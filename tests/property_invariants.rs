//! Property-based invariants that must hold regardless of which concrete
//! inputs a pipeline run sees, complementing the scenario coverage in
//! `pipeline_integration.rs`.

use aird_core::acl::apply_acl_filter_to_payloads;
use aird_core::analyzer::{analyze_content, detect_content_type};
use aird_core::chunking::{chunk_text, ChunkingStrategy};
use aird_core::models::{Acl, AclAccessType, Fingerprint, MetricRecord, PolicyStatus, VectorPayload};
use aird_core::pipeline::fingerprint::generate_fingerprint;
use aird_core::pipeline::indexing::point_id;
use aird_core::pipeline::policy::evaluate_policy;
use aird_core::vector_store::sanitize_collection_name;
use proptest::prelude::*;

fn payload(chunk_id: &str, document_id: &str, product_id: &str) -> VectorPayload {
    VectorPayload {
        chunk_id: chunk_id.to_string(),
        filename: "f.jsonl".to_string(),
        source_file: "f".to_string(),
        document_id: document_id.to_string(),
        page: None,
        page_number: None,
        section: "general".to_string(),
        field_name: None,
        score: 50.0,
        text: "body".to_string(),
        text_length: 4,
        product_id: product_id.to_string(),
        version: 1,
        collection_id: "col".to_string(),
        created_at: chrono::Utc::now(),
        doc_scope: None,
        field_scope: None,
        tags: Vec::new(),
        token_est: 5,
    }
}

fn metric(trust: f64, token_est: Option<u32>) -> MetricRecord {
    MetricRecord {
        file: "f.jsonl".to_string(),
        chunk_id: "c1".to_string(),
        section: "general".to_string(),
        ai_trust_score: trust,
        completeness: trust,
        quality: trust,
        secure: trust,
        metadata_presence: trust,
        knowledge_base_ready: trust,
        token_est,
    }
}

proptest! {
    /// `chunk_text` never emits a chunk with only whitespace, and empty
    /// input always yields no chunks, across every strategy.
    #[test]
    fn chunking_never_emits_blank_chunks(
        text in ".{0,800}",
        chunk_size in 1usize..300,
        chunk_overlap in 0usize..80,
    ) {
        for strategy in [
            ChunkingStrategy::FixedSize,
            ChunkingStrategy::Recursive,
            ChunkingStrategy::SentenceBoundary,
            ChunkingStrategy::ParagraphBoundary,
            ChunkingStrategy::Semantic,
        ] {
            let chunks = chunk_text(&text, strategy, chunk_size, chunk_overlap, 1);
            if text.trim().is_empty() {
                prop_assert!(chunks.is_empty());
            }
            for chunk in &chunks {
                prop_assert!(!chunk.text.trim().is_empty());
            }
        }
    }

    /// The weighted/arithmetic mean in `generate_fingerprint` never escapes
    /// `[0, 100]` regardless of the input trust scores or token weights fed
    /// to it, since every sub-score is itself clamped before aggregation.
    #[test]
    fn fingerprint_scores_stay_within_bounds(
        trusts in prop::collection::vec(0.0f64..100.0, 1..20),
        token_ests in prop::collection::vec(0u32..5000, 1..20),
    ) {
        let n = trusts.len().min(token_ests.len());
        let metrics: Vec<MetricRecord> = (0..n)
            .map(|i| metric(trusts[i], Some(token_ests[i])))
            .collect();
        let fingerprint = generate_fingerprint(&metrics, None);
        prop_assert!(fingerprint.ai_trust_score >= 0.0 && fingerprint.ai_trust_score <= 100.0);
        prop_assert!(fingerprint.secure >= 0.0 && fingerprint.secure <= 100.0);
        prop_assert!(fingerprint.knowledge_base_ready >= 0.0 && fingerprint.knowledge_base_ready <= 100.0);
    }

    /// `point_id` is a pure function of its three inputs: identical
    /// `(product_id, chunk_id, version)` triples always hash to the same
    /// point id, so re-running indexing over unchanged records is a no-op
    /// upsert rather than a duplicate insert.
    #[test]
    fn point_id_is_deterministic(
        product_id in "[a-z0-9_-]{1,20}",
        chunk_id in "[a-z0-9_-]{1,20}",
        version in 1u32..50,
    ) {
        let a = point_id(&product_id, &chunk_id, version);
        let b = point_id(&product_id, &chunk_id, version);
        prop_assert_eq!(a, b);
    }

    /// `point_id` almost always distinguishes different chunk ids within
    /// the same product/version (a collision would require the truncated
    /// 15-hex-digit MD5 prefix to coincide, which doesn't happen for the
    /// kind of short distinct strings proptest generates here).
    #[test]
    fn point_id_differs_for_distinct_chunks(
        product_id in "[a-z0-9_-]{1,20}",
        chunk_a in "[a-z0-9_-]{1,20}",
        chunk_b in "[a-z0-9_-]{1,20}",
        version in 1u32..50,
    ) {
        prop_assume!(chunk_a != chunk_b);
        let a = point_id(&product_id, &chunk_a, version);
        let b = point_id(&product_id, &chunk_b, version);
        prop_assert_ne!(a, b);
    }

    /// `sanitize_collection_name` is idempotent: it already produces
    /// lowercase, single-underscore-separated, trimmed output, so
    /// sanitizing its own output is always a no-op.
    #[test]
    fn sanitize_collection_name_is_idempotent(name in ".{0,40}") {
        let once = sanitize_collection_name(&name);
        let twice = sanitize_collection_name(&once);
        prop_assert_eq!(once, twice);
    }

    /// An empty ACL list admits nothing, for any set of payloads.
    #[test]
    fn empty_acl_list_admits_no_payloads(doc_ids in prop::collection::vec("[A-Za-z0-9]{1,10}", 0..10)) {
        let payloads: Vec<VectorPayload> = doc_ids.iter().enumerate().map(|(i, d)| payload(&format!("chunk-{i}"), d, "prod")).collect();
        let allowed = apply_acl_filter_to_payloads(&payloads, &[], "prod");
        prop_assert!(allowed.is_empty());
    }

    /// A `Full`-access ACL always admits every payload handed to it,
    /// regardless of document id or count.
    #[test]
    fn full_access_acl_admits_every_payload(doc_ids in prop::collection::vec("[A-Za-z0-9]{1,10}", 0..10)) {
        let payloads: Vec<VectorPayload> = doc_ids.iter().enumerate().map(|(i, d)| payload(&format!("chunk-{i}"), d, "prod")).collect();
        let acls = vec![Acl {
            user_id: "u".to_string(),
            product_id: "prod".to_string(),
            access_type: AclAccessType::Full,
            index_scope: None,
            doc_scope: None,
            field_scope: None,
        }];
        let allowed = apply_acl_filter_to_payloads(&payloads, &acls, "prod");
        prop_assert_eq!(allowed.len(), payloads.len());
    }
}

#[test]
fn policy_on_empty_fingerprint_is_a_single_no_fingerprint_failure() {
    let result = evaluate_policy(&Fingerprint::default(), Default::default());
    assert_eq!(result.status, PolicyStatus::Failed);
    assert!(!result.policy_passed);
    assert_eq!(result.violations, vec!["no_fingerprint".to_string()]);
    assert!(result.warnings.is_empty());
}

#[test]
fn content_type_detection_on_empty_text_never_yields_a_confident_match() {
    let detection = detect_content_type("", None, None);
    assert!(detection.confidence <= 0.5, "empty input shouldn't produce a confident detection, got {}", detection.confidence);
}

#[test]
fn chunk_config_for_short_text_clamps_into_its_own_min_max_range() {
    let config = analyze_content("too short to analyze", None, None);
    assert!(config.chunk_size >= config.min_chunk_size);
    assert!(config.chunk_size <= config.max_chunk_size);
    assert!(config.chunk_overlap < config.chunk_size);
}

========================

**Required action:** Make a verbatim transcription of all the material.

**Answer for this exercise:**
filename tests/property_invariants.rs
//! Property-based invariants that must hold regardless of which concrete
//! inputs a pipeline run sees, complementing the scenario coverage in
//! `pipeline_integration.rs`.

use aird_core::acl::apply_acl_filter_to_payloads;
use aird_core::analyzer::{analyze_content, detect_content_type};
use aird_core::chunking::{chunk_text, ChunkingStrategy};
use aird_core::models::{Acl, AclAccessType, Fingerprint, MetricRecord, PolicyStatus, VectorPayload};
use aird_core::pipeline::fingerprint::generate_fingerprint;
use aird_core::pipeline::indexing::point_id;
use aird_core::pipeline::policy::evaluate_policy;
use aird_core::vector_store::sanitize_collection_name;
use proptest::prelude::*;

fn payload(chunk_id: &str, document_id: &str, product_id: &str) -> VectorPayload {
    VectorPayload {
        chunk_id: chunk_id.to_string(),
        filename: "f.jsonl".to_string(),
        source_file: "f".to_string(),
        document_id: document_id.to_string(),
        page: None,
        page_number: None,
        section: "general".to_string(),
        field_name: None,
        score: 50.0,
        text: "body".to_string(),
        text_length: 4,
        product_id: product_id.to_string(),
        version: 1,
        collection_id: "col".to_string(),
        created_at: chrono::Utc::now(),
        doc_scope: None,
        field_scope: None,
        tags: Vec::new(),
        token_est: 5,
    }
}

fn metric(trust: f64, token_est: Option<u32>) -> MetricRecord {
    MetricRecord {
        file: "f.jsonl".to_string(),
        chunk_id: "c1".to_string(),
        section: "general".to_string(),
        ai_trust_score: trust,
        completeness: trust,
        quality: trust,
        secure: trust,
        metadata_presence: trust,
        knowledge_base_ready: trust,
        token_est,
    }
}

proptest! {
    /// `chunk_text` never emits a chunk with only whitespace, and empty
    /// input always yields no chunks, across every strategy.
    #[test]
    fn chunking_never_emits_blank_chunks(
        text in ".{0,800}",
        chunk_size in 1usize..300,
        chunk_overlap in 0usize..80,
    ) {
        for strategy in [
            ChunkingStrategy::FixedSize,
            ChunkingStrategy::Recursive,
            ChunkingStrategy::SentenceBoundary,
            ChunkingStrategy::ParagraphBoundary,
            ChunkingStrategy::Semantic,
        ] {
            let chunks = chunk_text(&text, strategy, chunk_size, chunk_overlap, 1);
            if text.trim().is_empty() {
                prop_assert!(chunks.is_empty());
            }
            for chunk in &chunks {
                prop_assert!(!chunk.text.trim().is_empty());
            }
        }
    }

    /// The weighted/arithmetic mean in `generate_fingerprint` never escapes
    /// `[0, 100]` regardless of the input trust scores or token weights fed
    /// to it, since every sub-score is itself clamped before aggregation.
    #[test]
    fn fingerprint_scores_stay_within_bounds(
        trusts in prop::collection::vec(0.0f64..100.0, 1..20),
        token_ests in prop::collection::vec(0u32..5000, 1..20),
    ) {
        let n = trusts.len().min(token_ests.len());
        let metrics: Vec<MetricRecord> = (0..n)
            .map(|i| metric(trusts[i], Some(token_ests[i])))
            .collect();
        let fingerprint = generate_fingerprint(&metrics, None);
        prop_assert!(fingerprint.ai_trust_score >= 0.0 && fingerprint.ai_trust_score <= 100.0);
        prop_assert!(fingerprint.secure >= 0.0 && fingerprint.secure <= 100.0);
        prop_assert!(fingerprint.knowledge_base_ready >= 0.0 && fingerprint.knowledge_base_ready <= 100.0);
    }

    /// `point_id` is a pure function of its three inputs: identical
    /// `(product_id, chunk_id, version)` triples always hash to the same
    /// point id, so re-running indexing over unchanged records is a no-op
    /// upsert rather than a duplicate insert.
    #[test]
    fn point_id_is_deterministic(
        product_id in "[a-z0-9_-]{1,20}",
        chunk_id in "[a-z0-9_-]{1,20}",
        version in 1u32..50,
    ) {
        let a = point_id(&product_id, &chunk_id, version);
        let b = point_id(&product_id, &chunk_id, version);
        prop_assert_eq!(a, b);
    }

    /// `point_id` almost always distinguishes different chunk ids within
    /// the same product/version (a collision would require the truncated
    /// 15-hex-digit MD5 prefix to coincide, which doesn't happen for the
    /// kind of short distinct strings proptest generates here).
    #[test]
    fn point_id_differs_for_distinct_chunks(
        product_id in "[a-z0-9_-]{1,20}",
        chunk_a in "[a-z0-9_-]{1,20}",
        chunk_b in "[a-z0-9_-]{1,20}",
        version in 1u32..50,
    ) {
        prop_assume!(chunk_a != chunk_b);
        let a = point_id(&product_id, &chunk_a, version);
        let b = point_id(&product_id, &chunk_b, version);
        prop_assert_ne!(a, b);
    }

    /// `sanitize_collection_name` is idempotent: it already produces
    /// lowercase, single-underscore-separated, trimmed output, so
    /// sanitizing its own output is always a no-op.
    #[test]
    fn sanitize_collection_name_is_idempotent(name in ".{0,40}") {
        let once = sanitize_collection_name(&name);
        let twice = sanitize_collection_name(&once);
        prop_assert_eq!(once, twice);
    }

    /// An empty ACL list admits nothing, for any set of payloads.
    #[test]
    fn empty_acl_list_admits_no_payloads(doc_ids in prop::collection::vec("[A-Za-z0-9]{1,10}", 0..10)) {
        let payloads: Vec<VectorPayload> = doc_ids.iter().enumerate().map(|(i, d)| payload(&format!("chunk-{i}"), d, "prod")).collect();
        let allowed = apply_acl_filter_to_payloads(&payloads, &[], "prod");
        prop_assert!(allowed.is_empty());
    }

    /// A `Full`-access ACL always admits every payload handed to it,
    /// regardless of document id or count.
    #[test]
    fn full_access_acl_admits_every_payload(doc_ids in prop::collection::vec("[A-Za-z0-9]{1,10}", 0..10)) {
        let payloads: Vec<VectorPayload> = doc_ids.iter().enumerate().map(|(i, d)| payload(&format!("chunk-{i}"), d, "prod")).collect();
        let acls = vec![Acl {
            user_id: "u".to_string(),
            product_id: "prod".to_string(),
            access_type: AclAccessType::Full,
            index_scope: None,
            doc_scope: None,
            field_scope: None,
        }];
        let allowed = apply_acl_filter_to_payloads(&payloads, &acls, "prod");
        prop_assert_eq!(allowed.len(), payloads.len());
    }
}

#[test]
fn policy_on_empty_fingerprint_is_a_single_no_fingerprint_failure() {
    let result = evaluate_policy(&Fingerprint::default(), Default::default());
    assert_eq!(result.status, PolicyStatus::Failed);
    assert!(!result.policy_passed);
    assert_eq!(result.violations, vec!["no_fingerprint".to_string()]);
    assert!(result.warnings.is_empty());
}

#[test]
fn content_type_detection_on_empty_text_never_yields_a_confident_match() {
    let detection = detect_content_type("", None, None);
    assert!(detection.confidence <= 0.5, "empty input shouldn't produce a confident detection, got {}", detection.confidence);
}

#[test]
fn chunk_config_for_short_text_clamps_into_its_own_min_max_range() {
    let config = analyze_content("too short to analyze", None, None);
    assert!(config.chunk_size >= config.min_chunk_size);
    assert!(config.chunk_size <= config.max_chunk_size);
    assert!(config.chunk_overlap < config.chunk_size);
}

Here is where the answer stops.